For instance: saying that a gymnast’s last-minute injury was “like having a tear in your wedding dress before you walk down the aisle”? That is insulting to gymnasts and brides both. Oh yes, the elite gymnast who’d trained on an incredibly intense level for more than half her lifetime and was taken out of the Games at the last minute due to injury is really the same thing as a woman having a minor wardrobe mishap on her wedding day. How tragic. First off, you’re an idiot for making such a retarded comparison. Second, you’re an insulting idiot for perpetuating the stereotype that all women are frivolous, fashion-frenzied bridezillas who lose all sense of rational thought when it comes to her Day of Princessly Wedding Perfection. Some of us have never coveted a Vera Wang white dress, matchy-matchy flowers-to-cake-to-eyeshadow color coordination, or a $40,000 Big Waste of Money. Some of us are even capable of handling wedding days — or high-pressure moments — with self-control.
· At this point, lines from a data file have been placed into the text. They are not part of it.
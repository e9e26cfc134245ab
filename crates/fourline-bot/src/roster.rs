use std::sync::atomic::{AtomicU64, Ordering};

use fourline_protocol::PlayerId;
use fourline_session::PlayerProfile;

const NAMES: [&str; 8] = [
    "ConnectBot",
    "AI_Master",
    "BotPlayer",
    "SmartBot",
    "ChallengerBot",
    "ProBot",
    "GameBot",
    "WinBot",
];

/// Hands out bot identities: a fresh random id and a rotating display
/// name with a sequence suffix (`ConnectBot_1`, `AI_Master_2`, ...).
#[derive(Debug, Default)]
pub struct BotRoster {
    issued: AtomicU64,
}

impl BotRoster {
    pub fn new() -> Self {
        Self::default()
    }

    pub fn next_profile(&self) -> PlayerProfile {
        let n = self.issued.fetch_add(1, Ordering::Relaxed) + 1;
        let name = NAMES[((n - 1) % NAMES.len() as u64) as usize];
        PlayerProfile::bot(PlayerId::random(), format!("{name}_{n}"))
    }

    /// How many bots have been issued so far.
    pub fn issued(&self) -> u64 {
        self.issued.load(Ordering::Relaxed)
    }
}

#[cfg(test)]
mod tests {
    use super::*;

    #[test]
    fn test_next_profile_rotates_names() {
        let roster = BotRoster::new();
        let names: Vec<String> = (0..9).map(|_| roster.next_profile().name).collect();
        assert_eq!(names[0], "ConnectBot_1");
        assert_eq!(names[1], "AI_Master_2");
        assert_eq!(names[7], "WinBot_8");
        assert_eq!(names[8], "ConnectBot_9");
        assert_eq!(roster.issued(), 9);
    }

    #[test]
    fn test_next_profile_is_bot_with_fresh_id() {
        let roster = BotRoster::new();
        let a = roster.next_profile();
        let b = roster.next_profile();
        assert!(a.is_bot && b.is_bot);
        assert_ne!(a.id, b.id);
    }
}
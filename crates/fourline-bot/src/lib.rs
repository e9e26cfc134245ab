//! Bot opponent for Fourline.
//!
//! [`decide`] is a pure function of the board; [`BotDriver`] is the task
//! that plays it in a live session, and [`BotRoster`] names the bots.

mod driver;
mod roster;
mod strategy;

pub use driver::{BotConfig, BotDriver, BotExit};
pub use roster::BotRoster;
pub use strategy::{CENTER_ORDER, Decision, Reason, choose_column, decide, winning_column};
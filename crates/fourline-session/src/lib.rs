//! Session registry for Fourline.
//!
//! This crate owns every game in progress:
//!
//! 1. **Turn authority**: [`GameSession`] decides whose move it is and
//!    when the game is over
//! 2. **Connection bindings**: which [`PlayerHandle`] reaches which player
//! 3. **Disconnect grace**: a periodic sweep forfeits games whose player
//!    stayed away too long
//! 4. **Hand-off**: finished games go to a [`ResultSink`], lifecycle
//!    events to an [`EventSink`]
//!
//! # How it fits in the stack
//!
//! ```text
//! Matchmaking / Bot driver / client handlers (above)  ← call the registry
//!     ↕
//! Session Layer (this crate)  ← single writer for game state
//!     ↕
//! Board + Protocol (below)  ← rules and snapshot types
//! ```

mod config;
mod error;
mod game;
mod handle;
mod registry;
mod sinks;
mod store;

pub use config::RegistryConfig;
pub use error::{GameError, HandleError, SinkError};
pub use game::{Ending, GameSession, MoveOutcome, Player, PlayerProfile};
pub use handle::PlayerHandle;
pub use registry::SessionRegistry;
pub use sinks::{EventSink, GameEvent, GameRecord, MemoryArchive, NoopSink, ResultSink, TracingSink};
pub use store::{AppliedMove, Bound, Forfeit, SessionStore, SharedHandle, Unbound};
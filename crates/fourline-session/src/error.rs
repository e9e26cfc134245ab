//! Error types for the session layer.

use fourline_board::BoardError;
use fourline_protocol::{PlayerId, SessionId};

/// Why a session operation was refused.
///
/// Every variant is local to the request that caused it: the session is
/// left exactly as it was.
#[derive(Debug, Clone, PartialEq, Eq, thiserror::Error)]
pub enum GameError {
    /// No session with this id (never existed, or already reaped).
    #[error("session {0} not found")]
    SessionNotFound(SessionId),

    /// The session has finished. Finished sessions never accept moves.
    #[error("session {0} is not in play")]
    SessionNotActive(SessionId),

    /// The player holds neither seat.
    #[error("player {player_id} is not in session {session_id}")]
    PlayerNotInSession {
        player_id: PlayerId,
        session_id: SessionId,
    },

    /// The player's color does not have the move.
    #[error("it is not {player_id}'s turn in session {session_id}")]
    NotPlayersTurn {
        player_id: PlayerId,
        session_id: SessionId,
    },

    /// The request came in on a connection that no longer speaks for the
    /// player.
    #[error("connection no longer acts for player {0}")]
    StaleConnection(PlayerId),

    /// The board rejected the column.
    #[error("invalid move: {0}")]
    InvalidMove(#[from] BoardError),
}

/// A player's transport refused a message.
#[derive(Debug, Clone, Copy, PartialEq, Eq, thiserror::Error)]
pub enum HandleError {
    /// The remote end is gone.
    #[error("player connection closed")]
    Closed,

    /// The outbound buffer is full; the message was dropped.
    #[error("player outbox full")]
    Full,
}

/// A collaborator failed to accept a finished game.
#[derive(Debug, Clone, PartialEq, Eq, thiserror::Error)]
pub enum SinkError {
    #[error("result sink unavailable")]
    Unavailable,

    #[error("result sink rejected record: {0}")]
    Rejected(String),
}

#[cfg(test)]
mod tests {
    use super::*;

    #[test]
    fn test_board_error_converts_to_invalid_move() {
        let err: GameError = BoardError::ColumnFull(3).into();
        assert_eq!(err, GameError::InvalidMove(BoardError::ColumnFull(3)));
        assert_eq!(err.to_string(), "invalid move: column 3 is full");
    }

    #[test]
    fn test_game_error_messages_name_ids() {
        let err = GameError::NotPlayersTurn {
            player_id: PlayerId(4),
            session_id: SessionId(2),
        };
        assert_eq!(err.to_string(), "it is not P-4's turn in session G-2");
    }
}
I know! How novel! And here you thought all us women fret over a broken nail and simper over boys we like and cry when we’re frustrated.
Then we followed that bit of belittling commentary with the oh-so-clever quip following the women’s Cuba-U.S. beach volleyball match in which both teams came out sporting the same color beachwear. One team changed to alternate suits of a different color, but not without one correspondent remarking with relief over the suit change because showing up in the same outfit as another woman “is every woman’s worst nightmare.” Really? Because I have had a lot of nightmares in my life, and the color of my outfit matching the color of another woman’s outfit has never figured in any of them. Thanks for showing how thoughtful and elevated the discourse can be in women’s athletics.
Also getting on my nerves? The multiple anchors and commentators who describe the U.S. team athletes and coaches of Chinese descent as “returning home to their own country” for the Beijing Games (e.g., Shawn Johnson’s Chinese coach, the women’s volleyball coach). You know what? They’re fucking representing this country, they’ve devoted their livelihoods to furthering the sport for the U.S.’s teams, they’re contributing members of American society. So why are they all of a sudden chink-eyed foreigners “returning home”? I nearly threw my remote at my television set when one commentator essentially assured us, the American viewing public, that the U.S. volleyball coach Jenny Lang Ping (who’d formerly played for China and has since moved to the States) COULD BE TRUSTED not to compromise the U.S. team with divided loyalties to China. And what about Kevin Tan, U.S. men’s gymnast who happens to be Chinese-American. AMERICAN. Yet the commentators repeatedly had to blow smoke up their own asses about how amazing and progressive the U.S. is for having an Indian(-American), a Chinese(-American), and a Belarusian(-American) gymnast on the team.
Way to make it stunningly clear that you consider “true” Americans to be corn-fed, blue-eyed, blonde-haired white people, while the rest of us are merely The Foreign Other, no matter our citizenship or country of birth. We just happen to be benefiting from the U.S.’s benevolence and magnanimity in allowing us to live here, pay our taxes, and contribute to society, right?
Fuck you, NBC. Plz to be hiring some competent correspondents nxt time!
Suffice to say I’ve now got a heavy hand on the mute button and have switched to watching DVR-recorded broadcasts with most of the filler fast-forwarded. Because it’s stupid to give myself any aggravation over such a small thing (in my life) as the Olympics.